Work to complete: If a line in the records below includes the word "serde", count it, then give the total and nothing else.

--- Task inputs Enclosed Below ---

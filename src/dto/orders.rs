use serde::{Deserialize, Serialize};
use utoipa::ToSchema;
use uuid::Uuid;

use crate::models::{Order, OrderItem};

#[derive(Debug, Deserialize, ToSchema)]
pub struct CheckoutRequest {
    pub address_id: Option<Uuid>,
    pub voucher_id: Option<Uuid>,
    pub payment_method: String,
    pub note: Option<String>,
}

#[derive(Debug, Serialize, Deserialize, ToSchema)]
pub struct CheckoutResponse {
    pub order_id: Uuid,
    pub order_code: String,
    pub grand_total: i64,
}

#[derive(Debug, Serialize, ToSchema)]
pub struct OrderWithItems {
    pub order: Order,
    pub items: Vec<OrderItem>,
}

#[derive(Debug, Serialize, ToSchema)]
pub struct OrderList {
    pub items: Vec<Order>,
}
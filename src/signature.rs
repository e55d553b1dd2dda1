use hmac::{Hmac, Mac};
use sha2::Sha256;

type HmacSha256 = Hmac<Sha256>;

/// Compute the canonical webhook signature: hex HMAC-SHA256 of the raw body.
pub fn sign(secret: &str, body: &[u8]) -> String {
    let mut mac =
        HmacSha256::new_from_slice(secret.as_bytes()).expect("HMAC accepts any key length");
    mac.update(body);
    hex::encode(mac.finalize().into_bytes())
}

/// Verify a webhook signature against the exact raw request bytes.
///
/// Only the canonical format is accepted: a single hex-encoded HMAC-SHA256
/// digest. Prefixed or structured header values ("sha256=...", "t=...,v1=...")
/// are rejected outright instead of being parsed heuristically. Comparison is
/// constant-time via `Mac::verify_slice`.
pub fn verify(secret: &str, body: &[u8], signature: &str) -> bool {
    let signature = signature.trim();
    if signature.is_empty() || !signature.bytes().all(|b| b.is_ascii_hexdigit()) {
        return false;
    }
    let Ok(expected) = hex::decode(signature) else {
        return false;
    };
    let Ok(mut mac) = HmacSha256::new_from_slice(secret.as_bytes()) else {
        return false;
    };
    mac.update(body);
    mac.verify_slice(&expected).is_ok()
}

#[cfg(test)]
mod tests {
    use super::*;

    const SECRET: &str = "test-webhook-secret";

    #[test]
    fn accepts_signature_it_produced() {
        let body = br#"{"provider_reference":"TRX-1","status":"completed"}"#;
        let sig = sign(SECRET, body);
        assert!(verify(SECRET, body, &sig));
    }

    #[test]
    fn rejects_tampered_body() {
        let body = br#"{"provider_reference":"TRX-1","status":"completed"}"#;
        let sig = sign(SECRET, body);
        let tampered = br#"{"provider_reference":"TRX-1","status":"failed"}"#;
        assert!(!verify(SECRET, tampered, &sig));
    }

    #[test]
    fn rejects_wrong_secret() {
        let body = b"payload";
        let sig = sign(SECRET, body);
        assert!(!verify("other-secret", body, &sig));
    }

    #[test]
    fn rejects_non_canonical_formats() {
        let body = b"payload";
        let sig = sign(SECRET, body);
        assert!(!verify(SECRET, body, &format!("sha256={sig}")));
        assert!(!verify(SECRET, body, ""));
        assert!(!verify(SECRET, body, "not hex at all"));
        // Truncated digest must not pass either.
        assert!(!verify(SECRET, body, &sig[..32]));
    }
}
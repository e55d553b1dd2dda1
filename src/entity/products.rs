use sea_orm::entity::prelude::*;

#[derive(Clone, Debug, PartialEq, DeriveEntityModel)]
#[sea_orm(table_name = "products")]
pub struct Model {
    #[sea_orm(primary_key)]
    pub id: Uuid,
    pub name: String,
    pub description: Option<String>,
    pub price: i64,
    pub stock: i32,
    pub active: bool,
    pub created_at: DateTimeWithTimeZone,
}

#[derive(Copy, Clone, Debug, EnumIter, DeriveRelation)]
pub enum Relation {
    #[sea_orm(has_many = "super::cart_items::Entity")]
    CartItems,
    #[sea_orm(has_many = "super::order_items::Entity")]
    OrderItems,
}

impl Related<super::cart_items::Entity> for Entity {
    fn to() -> RelationDef {
        Relation::CartItems.def()
    }
}

impl Related<super::order_items::Entity> for Entity {
    fn to() -> RelationDef {
        Relation::OrderItems.def()
    }
}

impl ActiveModelBehavior for ActiveModel {}
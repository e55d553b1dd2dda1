use axum::Router;

use crate::state::AppState;

pub mod doc;
pub mod health;
pub mod orders;
pub mod params;
pub mod payments;

// Build the API router without binding state; it will be provided at the top level.
pub fn create_api_router() -> Router<AppState> {
    Router::new()
        .nest("/orders", orders::router())
        .nest("/payments", payments::router())
}
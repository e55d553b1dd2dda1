use axum::{
    http::StatusCode,
    response::{IntoResponse, Response},
};
use serde::Serialize;
use thiserror::Error;
use uuid::Uuid;

use crate::response::{ApiResponse, Meta};

#[derive(Debug, Error)]
pub enum AppError {
    #[error("Not Found")]
    NotFound,

    #[error("Bad Request {0}")]
    BadRequest(String),

    #[error("Cart is empty")]
    EmptyCart,

    #[error("Product {0} is unavailable")]
    ProductUnavailable(Uuid),

    #[error("Insufficient stock for product {0}")]
    InsufficientStock(Uuid),

    #[error("Invalid webhook signature")]
    InvalidSignature,

    #[error("Webhook payload is missing the provider reference")]
    MissingReference,

    #[error("No payment found for provider reference {0}")]
    PaymentNotFound(String),

    #[error("Payment gateway error: {0}")]
    Gateway(String),

    #[error("Database error")]
    DbError(#[from] sqlx::Error),

    #[error("ORM error")]
    OrmError(#[from] sea_orm::DbErr),

    #[error("Internal Server Error")]
    Internal(#[from] anyhow::Error),
}

#[derive(Serialize)]
struct ErrorData {
    error: String,
}

impl IntoResponse for AppError {
    fn into_response(self) -> Response {
        let status = match &self {
            AppError::NotFound => StatusCode::NOT_FOUND,
            AppError::PaymentNotFound(_) => StatusCode::NOT_FOUND,
            AppError::BadRequest(_)
            | AppError::EmptyCart
            | AppError::ProductUnavailable(_)
            | AppError::InsufficientStock(_)
            | AppError::InvalidSignature
            | AppError::MissingReference => StatusCode::BAD_REQUEST,
            AppError::Gateway(_) => StatusCode::BAD_GATEWAY,
            AppError::DbError(_) | AppError::OrmError(_) | AppError::Internal(_) => {
                StatusCode::INTERNAL_SERVER_ERROR
            }
        };

        let body = ApiResponse {
            message: self.to_string(),
            data: Some(ErrorData {
                error: self.to_string(),
            }),
            meta: Some(Meta::empty()),
        };

        (status, axum::Json(body)).into_response()
    }
}

pub type AppResult<T> = Result<T, AppError>;
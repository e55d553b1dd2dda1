use std::sync::Arc;

use crate::{
    config::AppConfig,
    db::{DbPool, OrmConn},
    gateway::PaymentGateway,
};

#[derive(Clone)]
pub struct AppState {
    pub pool: DbPool,
    pub orm: OrmConn,
    pub config: Arc<AppConfig>,
    pub gateway: PaymentGateway,
}
mod node;

pub use node::{Cell, Row, Table};

/// Find a row by ID in a table.
pub fn find_row<'a>(table: &'a Table, id: &str) -> Option<&'a Row> {
    table.rows.iter().find(|row| row.id == id)
}

/// Find a cell by ID anywhere in a table.
pub fn find_cell<'a>(table: &'a Table, id: &str) -> Option<&'a Cell> {
    table
        .rows
        .iter()
        .flat_map(|row| row.cells.iter())
        .find(|cell| cell.id == id)
}
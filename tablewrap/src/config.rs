/// Where each row is split when wrapping.
#[derive(Debug, Clone, Copy, PartialEq, Eq)]
pub enum SplitAt {
    /// Split roughly in half, biased to an even split index. Extra columns
    /// end up on the over side.
    Auto,
    /// Split at a fixed cell index.
    At(usize),
}

/// Reflow configuration. Built once per attach and immutable afterwards.
#[derive(Debug, Clone, PartialEq, Eq)]
pub struct Options {
    /// Viewport width at or below which tables are wrapped, in columns.
    pub breakpoint: u16,
    pub split_at: SplitAt,
    /// Prefix prepended to every generated class name, in case of clashes.
    pub class_prefix: String,
    /// Number of leading cells per row that span both visual rows when
    /// wrapped instead of being relocated.
    pub header_count: usize,
}

impl Default for Options {
    fn default() -> Self {
        Self {
            breakpoint: 690,
            split_at: SplitAt::Auto,
            class_prefix: "tw-".to_string(),
            header_count: 1,
        }
    }
}

impl Options {
    pub fn new() -> Self {
        Self::default()
    }

    pub fn breakpoint(mut self, breakpoint: u16) -> Self {
        self.breakpoint = breakpoint;
        self
    }

    pub fn split_at(mut self, split_at: SplitAt) -> Self {
        self.split_at = split_at;
        self
    }

    pub fn class_prefix(mut self, prefix: impl Into<String>) -> Self {
        self.class_prefix = prefix.into();
        self
    }

    pub fn header_count(mut self, count: usize) -> Self {
        self.header_count = count;
        self
    }
}

/// The five class names the transform stamps onto wrapped markup. Any styling
/// written against a reflowed table keys off these.
#[derive(Debug, Clone, PartialEq, Eq)]
pub struct Classes {
    /// Put on the whole table while wrapped.
    pub table: String,
    /// Put on the top row of each pair.
    pub over: String,
    /// Put on the bottom row of each pair.
    pub under: String,
    /// Put on header cells spanning both rows.
    pub header: String,
    /// Put on cells whose colspan was adjusted.
    pub stretched: String,
}

impl Classes {
    pub fn derive(prefix: &str) -> Self {
        Self {
            table: format!("{prefix}wrapped"),
            over: format!("{prefix}over"),
            under: format!("{prefix}under"),
            header: format!("{prefix}header"),
            stretched: format!("{prefix}stretched"),
        }
    }
}
use std::sync::atomic::{AtomicU64, Ordering};

static NEXT_ID: AtomicU64 = AtomicU64::new(0);

fn generate_id(prefix: &str) -> String {
    let id = NEXT_ID.fetch_add(1, Ordering::Relaxed);
    format!("{prefix}-{id}")
}

/// A single table cell. Spans default to 1; the reflow transform is the only
/// thing in this crate that sets them to anything else.
#[derive(Debug, Clone, PartialEq, Eq)]
pub struct Cell {
    pub id: String,
    pub content: String,
    pub classes: Vec<String>,
    pub rowspan: u16,
    pub colspan: u16,
}

impl Cell {
    pub fn new(content: impl Into<String>) -> Self {
        Self {
            id: generate_id("cell"),
            content: content.into(),
            classes: Vec::new(),
            rowspan: 1,
            colspan: 1,
        }
    }

    pub fn id(mut self, id: impl Into<String>) -> Self {
        self.id = id.into();
        self
    }

    pub fn class(mut self, class: impl Into<String>) -> Self {
        self.add_class(&class.into());
        self
    }

    pub fn rowspan(mut self, rowspan: u16) -> Self {
        self.rowspan = rowspan;
        self
    }

    pub fn colspan(mut self, colspan: u16) -> Self {
        self.colspan = colspan;
        self
    }

    pub fn add_class(&mut self, class: &str) {
        if !self.has_class(class) {
            self.classes.push(class.to_string());
        }
    }

    pub fn remove_class(&mut self, class: &str) {
        self.classes.retain(|c| c != class);
    }

    pub fn has_class(&self, class: &str) -> bool {
        self.classes.iter().any(|c| c == class)
    }
}

/// A table row holding an ordered sequence of cells.
#[derive(Debug, Clone, PartialEq, Eq)]
pub struct Row {
    pub id: String,
    pub classes: Vec<String>,
    pub cells: Vec<Cell>,
}

impl Default for Row {
    fn default() -> Self {
        Self::new()
    }
}

impl Row {
    pub fn new() -> Self {
        Self {
            id: generate_id("row"),
            classes: Vec::new(),
            cells: Vec::new(),
        }
    }

    pub fn id(mut self, id: impl Into<String>) -> Self {
        self.id = id.into();
        self
    }

    pub fn class(mut self, class: impl Into<String>) -> Self {
        self.add_class(&class.into());
        self
    }

    pub fn cell(mut self, cell: Cell) -> Self {
        self.cells.push(cell);
        self
    }

    pub fn cells(mut self, cells: impl IntoIterator<Item = Cell>) -> Self {
        self.cells.extend(cells);
        self
    }

    pub fn add_class(&mut self, class: &str) {
        if !self.has_class(class) {
            self.classes.push(class.to_string());
        }
    }

    pub fn remove_class(&mut self, class: &str) {
        self.classes.retain(|c| c != class);
    }

    pub fn has_class(&self, class: &str) -> bool {
        self.classes.iter().any(|c| c == class)
    }

    /// Detach every cell at `index` and beyond, preserving order.
    /// Indices past the end detach nothing.
    pub fn split_off_cells(&mut self, index: usize) -> Vec<Cell> {
        if index >= self.cells.len() {
            return Vec::new();
        }
        self.cells.split_off(index)
    }

    /// Append cells to the end of this row, preserving their order.
    pub fn append_cells(&mut self, cells: &mut Vec<Cell>) {
        self.cells.append(cells);
    }
}

/// A table: an ordered sequence of rows.
#[derive(Debug, Clone, PartialEq, Eq)]
pub struct Table {
    pub id: String,
    pub classes: Vec<String>,
    pub rows: Vec<Row>,
}

impl Default for Table {
    fn default() -> Self {
        Self::new()
    }
}

impl Table {
    pub fn new() -> Self {
        Self {
            id: generate_id("table"),
            classes: Vec::new(),
            rows: Vec::new(),
        }
    }

    pub fn id(mut self, id: impl Into<String>) -> Self {
        self.id = id.into();
        self
    }

    pub fn class(mut self, class: impl Into<String>) -> Self {
        self.add_class(&class.into());
        self
    }

    pub fn row(mut self, row: Row) -> Self {
        self.rows.push(row);
        self
    }

    pub fn rows(mut self, rows: impl IntoIterator<Item = Row>) -> Self {
        self.rows.extend(rows);
        self
    }

    pub fn add_class(&mut self, class: &str) {
        if !self.has_class(class) {
            self.classes.push(class.to_string());
        }
    }

    pub fn remove_class(&mut self, class: &str) {
        self.classes.retain(|c| c != class);
    }

    pub fn has_class(&self, class: &str) -> bool {
        self.classes.iter().any(|c| c == class)
    }

    /// Insert a row immediately after the row at `index`.
    pub fn insert_row_after(&mut self, index: usize, row: Row) {
        self.rows.insert(index + 1, row);
    }
}
use campus_cart::identity::Identity;
use clap::Args;
use tracing::info;

use crate::config::SessionConfig;

use super::{render, session};

#[derive(Debug, Args)]
pub(crate) struct LoginArgs {
    /// User id to sign in as; defaults to `--user-id`
    user: Option<String>,
}

pub(super) async fn run(config: &SessionConfig, args: LoginArgs) -> Result<(), String> {
    let Some(user_id) = args.user.or_else(|| config.user_id.clone()) else {
        return Err("login requires a user id".to_string());
    };

    let mut store = session::open_as(config, Identity::Anonymous).await?;
    let source = store.set_identity(Identity::user(user_id.clone())).await;

    store.settle().await;

    info!(%user_id, ?source, "signed in");

    render::print_cart(store.state(), config)
}
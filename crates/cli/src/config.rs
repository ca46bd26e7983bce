//! CLI configuration

use std::{path::PathBuf, time::Duration};

use campus_cart::{identity::Identity, store::MigrationPolicy};
use clap::{Args, ValueEnum};

/// Log output format.
#[derive(Clone, Copy, Debug, ValueEnum)]
pub(crate) enum LogFormat {
    /// Compact, human-readable logs.
    Compact,

    /// Structured JSON logs.
    Json,
}

/// Logging settings.
#[derive(Debug, Args)]
pub(crate) struct LoggingConfig {
    /// Log level (trace, debug, info, warn, error)
    #[arg(long, env = "RUST_LOG", default_value = "warn", global = true)]
    pub(crate) log_level: String,

    /// Log format (compact, json)
    #[arg(
        long,
        env = "LOG_FORMAT",
        value_enum,
        default_value_t = LogFormat::Compact,
        global = true
    )]
    pub(crate) log_format: LogFormat,
}

/// Handling of the anonymous cart on login.
#[derive(Clone, Copy, Debug, PartialEq, Eq, ValueEnum)]
pub(crate) enum Migration {
    /// Copy the anonymous cart when the user has none.
    Adopt,

    /// Merge the anonymous cart into the user's cart.
    Merge,

    /// Leave the anonymous cart behind.
    Ignore,
}

impl From<Migration> for MigrationPolicy {
    fn from(value: Migration) -> Self {
        match value {
            Migration::Adopt => Self::Adopt,
            Migration::Merge => Self::Merge,
            Migration::Ignore => Self::Ignore,
        }
    }
}

/// Cart session settings.
#[derive(Debug, Args)]
pub(crate) struct SessionConfig {
    /// Directory holding cart snapshots
    #[arg(
        long,
        env = "CART_STORAGE_DIR",
        default_value = ".campus-cart",
        global = true
    )]
    pub(crate) storage_dir: PathBuf,

    /// Marketplace backend address
    #[arg(
        long,
        env = "CART_API_URL",
        default_value = "http://localhost:5000",
        global = true
    )]
    pub(crate) api_url: String,

    /// Signed-in user id; omit for the anonymous cart
    #[arg(long, env = "CART_USER_ID", global = true)]
    pub(crate) user_id: Option<String>,

    /// Session cookie sent to the backend, e.g. `connect.sid=...`
    #[arg(long, env = "CART_SESSION_COOKIE", hide_env_values = true, global = true)]
    pub(crate) session_cookie: Option<String>,

    /// Backend request timeout in seconds (0 disables the timeout)
    #[arg(
        long,
        env = "CART_REQUEST_TIMEOUT_SECS",
        default_value_t = 10_u64,
        global = true
    )]
    pub(crate) request_timeout_secs: u64,

    /// Anonymous cart handling on login
    #[arg(
        long,
        env = "CART_MIGRATION",
        value_enum,
        default_value_t = Migration::Adopt,
        global = true
    )]
    pub(crate) migration: Migration,

    /// Display currency (ISO 4217 code)
    #[arg(long, env = "CART_CURRENCY", default_value = "INR", global = true)]
    pub(crate) currency: String,
}

impl SessionConfig {
    /// Identity implied by the configured user id.
    pub(crate) fn identity(&self) -> Identity {
        match &self.user_id {
            Some(user_id) => Identity::user(user_id.clone()),
            None => Identity::Anonymous,
        }
    }

    /// Request timeout, if enabled.
    pub(crate) fn timeout(&self) -> Option<Duration> {
        (self.request_timeout_secs > 0).then(|| Duration::from_secs(self.request_timeout_secs))
    }
}
//! Integration tests for cart transitions

use rust_decimal::Decimal;
use testresult::TestResult;

use campus_cart::{
    cart::{CartAction, CartError, CartState},
    products::{ProductId, ProductSummary},
};

fn product(id: &str, price: i64, stock: u32) -> ProductSummary {
    ProductSummary::new(id, id, Decimal::from(price), stock)
}

fn add(product: &ProductSummary, quantity: u32, rental_days: u32) -> CartAction {
    CartAction::AddItem {
        product: product.clone(),
        quantity,
        rental_days,
    }
}

fn expected_total(cart: &CartState) -> Decimal {
    cart.items()
        .iter()
        .map(|item| {
            item.product.price_per_day
                * Decimal::from(item.rental_days)
                * Decimal::from(item.quantity)
        })
        .sum()
}

#[test]
fn repeated_adds_sum_until_stock_is_exhausted() -> TestResult {
    let tent = product("tent", 15, 7);
    let mut cart = CartState::new();
    let mut accepted = 0;

    for _ in 0..5 {
        match cart.apply(add(&tent, 2, 2)) {
            Ok(next) => {
                cart = next;
                accepted += 2;
            }
            Err(error) => {
                assert!(
                    matches!(error, CartError::InsufficientStock { available: 7, .. }),
                    "unexpected rejection: {error}"
                );
            }
        }
    }

    assert_eq!(accepted, 6);
    assert_eq!(cart.items().len(), 1);
    assert_eq!(cart.item_count(), 6);

    Ok(())
}

#[test]
fn total_matches_line_formula_for_every_reachable_state() -> TestResult {
    let bike = product("bike", 20, 5);
    let lamp = ProductSummary::new("lamp", "Lamp", Decimal::new(375, 2), 4);

    let actions = [
        add(&bike, 1, 1),
        add(&lamp, 2, 3),
        add(&bike, 2, 4),
        CartAction::UpdateQuantity {
            product_id: lamp.id.clone(),
            quantity: 4,
        },
        CartAction::UpdateItemRentalDays {
            product_id: lamp.id.clone(),
            rental_days: 2,
        },
        add(&bike, 9, 1),
        CartAction::RemoveItem {
            product_id: bike.id.clone(),
        },
        add(&bike, 1, 6),
        CartAction::UpdateRentalDays { rental_days: 5 },
        CartAction::UpdateRentalDays { rental_days: 0 },
        CartAction::Clear,
    ];

    let mut cart = CartState::new();

    for action in actions {
        if let Ok(next) = cart.apply(action) {
            cart = next;
        }

        assert_eq!(cart.total_amount(), expected_total(&cart));
    }

    assert!(cart.is_empty());

    Ok(())
}

#[test]
fn remove_then_add_starts_a_fresh_line() -> TestResult {
    let bike = product("bike", 20, 5);

    let cart = CartState::new()
        .apply(add(&bike, 4, 1))?
        .apply(CartAction::RemoveItem {
            product_id: bike.id.clone(),
        })?
        .apply(add(&bike, 1, 1))?;

    assert_eq!(cart.item_count(), 1);
    assert_eq!(cart.total_amount(), Decimal::from(20));

    Ok(())
}

#[test]
fn removing_unknown_product_is_a_noop() -> TestResult {
    let cart = CartState::new().apply(add(&product("bike", 20, 5), 1, 1))?;

    let next = cart.apply(CartAction::RemoveItem {
        product_id: ProductId::new("ghost"),
    })?;

    assert_eq!(next, cart);

    Ok(())
}

#[test]
fn cart_wide_duration_updates_every_line_and_default() -> TestResult {
    let bike = product("bike", 20, 5);
    let lamp = product("lamp", 4, 3);

    let cart = CartState::new()
        .apply(add(&bike, 1, 1))?
        .apply(add(&lamp, 2, 3))?
        .apply(CartAction::UpdateRentalDays { rental_days: 7 })?;

    assert!(cart.items().iter().all(|item| item.rental_days == 7));
    assert_eq!(cart.rental_days_default(), 7);
    assert_eq!(cart.total_amount(), Decimal::from(20 * 7 + 4 * 7 * 2));

    let rejected = cart.apply(CartAction::UpdateRentalDays { rental_days: 0 });

    assert_eq!(rejected, Err(CartError::InvalidRentalDays(0)));
    assert_eq!(cart.rental_days_default(), 7);

    Ok(())
}

#[test]
fn item_duration_rejects_zero_days() -> TestResult {
    let bike = product("bike", 20, 5);
    let cart = CartState::new().apply(add(&bike, 1, 2))?;

    let result = cart.apply(CartAction::UpdateItemRentalDays {
        product_id: bike.id.clone(),
        rental_days: 0,
    });

    assert_eq!(result, Err(CartError::InvalidRentalDays(0)));

    Ok(())
}

#[test]
fn quantity_updates_follow_stock() -> TestResult {
    let p = product("p", 20, 5);

    let cart = CartState::new().apply(add(&p, 2, 3))?;

    assert_eq!(cart.total_amount(), Decimal::from(120));

    let cart = cart.apply(CartAction::UpdateQuantity {
        product_id: p.id.clone(),
        quantity: 4,
    })?;

    assert_eq!(cart.item_count(), 4);
    assert_eq!(cart.total_amount(), Decimal::from(240));

    let rejected = cart.apply(CartAction::UpdateQuantity {
        product_id: p.id.clone(),
        quantity: 6,
    });

    assert_eq!(
        rejected,
        Err(CartError::InsufficientStock {
            product_id: p.id.clone(),
            requested: 6,
            available: 5,
        })
    );
    assert_eq!(cart.item_count(), 4);
    assert_eq!(cart.total_amount(), Decimal::from(240));

    Ok(())
}

#[test]
fn zero_quantity_update_removes_the_product() -> TestResult {
    let p = product("p", 20, 5);

    let cart = CartState::new()
        .apply(add(&p, 2, 3))?
        .apply(add(&p, 1, 1))?
        .apply(CartAction::UpdateQuantity {
            product_id: p.id.clone(),
            quantity: 0,
        })?;

    assert!(cart.is_empty());
    assert_eq!(cart.total_amount(), Decimal::ZERO);

    Ok(())
}

#[test]
fn clear_resets_to_an_empty_cart() -> TestResult {
    let cart = CartState::new()
        .apply(add(&product("p", 20, 5), 2, 3))?
        .apply(CartAction::UpdateRentalDays { rental_days: 3 })?
        .apply(CartAction::Clear)?;

    assert_eq!(cart, CartState::new());

    Ok(())
}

--- End of Enclosed Task inputs ---

Result of the task: 2